We examined whether deficits in glomerular capillary surface area associated with a congenital nephron deficit could be corrected by glomerular hypertrophy. Using unbiased stereological techniques, we examined the time course and mode of glomerular hypertrophy in mice lacking one allele for glial cell line-derived neurotrophic factor (GDNF). These GDNF heterozygous (Het) mice are born with approximately 30% less nephrons than wild-type (WT) littermates. An additional group of GDNF Het mice received the angiotensin type 1 (AT1)-receptor antagonist candesartan (Cand; 10 mg x kg(-1) x day(-1)) from 5 wk of age to determine the role of AT1 receptors in the compensatory hypertrophy. At 10 wk of age, the total volume of renal corpuscles, glomerular capillary surface area, and length of glomerular capillaries in the kidneys of GDNF Het mice were all markedly (approximately 45%) less than that of WT mice (P < 0.001).
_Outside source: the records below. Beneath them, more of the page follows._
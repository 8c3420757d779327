use crate::collection::{Database, Tx};
use crate::error::DbError;
use crate::object::DbObject;
use crate::oid::Oid;
use crate::schema::Nation;
use serde::{Deserialize, Serialize};
use std::fmt;

/// Diplomatic stance, ordered from most hostile to closest.
#[derive(Debug, Clone, Copy, PartialEq, Eq, PartialOrd, Ord, Hash, Default, Serialize, Deserialize)]
#[serde(rename_all = "SCREAMING_SNAKE_CASE")]
pub enum RelationLevel {
    Enemy,
    #[default]
    None,
    Neutral,
    Ally,
    Nation,
}

impl RelationLevel {
    pub const ALL: [RelationLevel; 5] = [
        RelationLevel::Enemy,
        RelationLevel::None,
        RelationLevel::Neutral,
        RelationLevel::Ally,
        RelationLevel::Nation,
    ];

    pub fn lowest(self, other: Self) -> Self {
        self.min(other)
    }

    pub fn as_str(&self) -> &'static str {
        match self {
            RelationLevel::Enemy => "ENEMY",
            RelationLevel::None => "NONE",
            RelationLevel::Neutral => "NEUTRAL",
            RelationLevel::Ally => "ALLY",
            RelationLevel::Nation => "NATION",
        }
    }

    pub fn parse(text: &str) -> Option<Self> {
        Self::ALL
            .into_iter()
            .find(|level| level.as_str().eq_ignore_ascii_case(text))
    }
}

impl fmt::Display for RelationLevel {
    fn fmt(&self, f: &mut fmt::Formatter<'_>) -> fmt::Result {
        f.write_str(self.as_str())
    }
}

/// One direction of the relation between two nations.
///
/// `wish` is what `nation_id` wants; `actual` is the effective stance and is
/// always equal in both directions.
#[derive(Debug, Clone, PartialEq, Eq, Serialize, Deserialize)]
pub struct NationRelation {
    #[serde(rename = "_id")]
    pub id: Oid<NationRelation>,
    pub nation_id: Oid<Nation>,
    pub other_id: Oid<Nation>,
    pub wish: RelationLevel,
    pub actual: RelationLevel,
}

impl DbObject for NationRelation {
    const COLLECTION: &'static str = "nationrelation";

    fn id(&self) -> Oid<Self> {
        self.id
    }
}

impl NationRelation {
    pub fn get_wish(db: &Database, nation_id: Oid<Nation>, other_id: Oid<Nation>) -> Result<RelationLevel, DbError> {
        db.trx(|tx| Self::wish_in(tx, nation_id, other_id))
    }

    /// Sets `nation_id`'s wish toward `other_id` and recomputes the actual
    /// relation for both directions. Returns the new actual level.
    pub fn change_wish(
        db: &Database,
        nation_id: Oid<Nation>,
        other_id: Oid<Nation>,
        wish: RelationLevel,
    ) -> Result<RelationLevel, DbError> {
        crate::ensure(nation_id != other_id, || "A nation cannot change its relation with itself".to_string())?;
        db.trx(|tx| {
            let other_wish = Self::wish_in(tx, other_id, nation_id)?;
            let actual = wish.lowest(other_wish);
            Self::set(tx, nation_id, other_id, wish, actual)?;
            Self::set(tx, other_id, nation_id, other_wish, actual)?;
            Ok(actual)
        })
    }

    fn wish_in(tx: &Tx<'_>, nation_id: Oid<Nation>, other_id: Oid<Nation>) -> Result<RelationLevel, DbError> {
        if nation_id == other_id {
            return Ok(RelationLevel::Nation);
        }
        Ok(Self::find_in(tx, nation_id, other_id)?
            .map(|r| r.wish)
            .unwrap_or_default())
    }

    fn find_in(tx: &Tx<'_>, nation_id: Oid<Nation>, other_id: Oid<Nation>) -> Result<Option<NationRelation>, DbError> {
        Ok(tx
            .filter::<NationRelation>(|r| r.nation_id == nation_id && r.other_id == other_id)?
            .into_iter()
            .next())
    }

    fn set(
        tx: &mut Tx<'_>,
        nation_id: Oid<Nation>,
        other_id: Oid<Nation>,
        wish: RelationLevel,
        actual: RelationLevel,
    ) -> Result<(), DbError> {
        match Self::find_in(tx, nation_id, other_id)? {
            Some(mut existing) => {
                existing.wish = wish;
                existing.actual = actual;
                tx.save(&existing)
            }
            None => tx
                .insert(&NationRelation {
                    id: Oid::new(),
                    nation_id,
                    other_id,
                    wish,
                    actual,
                })
                .map(|_| ()),
        }
    }
}

#[cfg(test)]
mod tests {
    use super::*;

    #[test]
    fn levels_are_ordered_by_rank() {
        assert!(RelationLevel::Enemy < RelationLevel::None);
        assert!(RelationLevel::None < RelationLevel::Neutral);
        assert!(RelationLevel::Neutral < RelationLevel::Ally);
        assert!(RelationLevel::Ally < RelationLevel::Nation);
        assert_eq!(RelationLevel::Ally.lowest(RelationLevel::None), RelationLevel::None);
    }

    #[test]
    fn parses_case_insensitively() {
        assert_eq!(RelationLevel::parse("ally"), Some(RelationLevel::Ally));
        assert_eq!(RelationLevel::parse("bogus"), None);
        assert_eq!(
            serde_json::to_value(RelationLevel::Enemy).unwrap(),
            serde_json::json!("ENEMY")
        );
    }
}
However, by 30 wk, and persisting at 60 wk of age, GDNF Het and WT mice did not significantly differ in any of these parameters. Furthermore, conscious 24-h mean arterial pressure (MAP) did not differ between GDNF Het and WT mice at any time point. MAP of GDNF Het-Cand mice was 20-30 mmHg less than that of GDNF Het-vehicle mice at all three ages, but Cand treatment did not significantly alter glomerular capillary dimensions. In conclusion, we have demonstrated that the deficit in glomerular capillary surface area associated with a congenital nephron deficit can be corrected for in adulthood by an increase in the total length of glomerular capillaries. This process does not require AT1 receptor activation.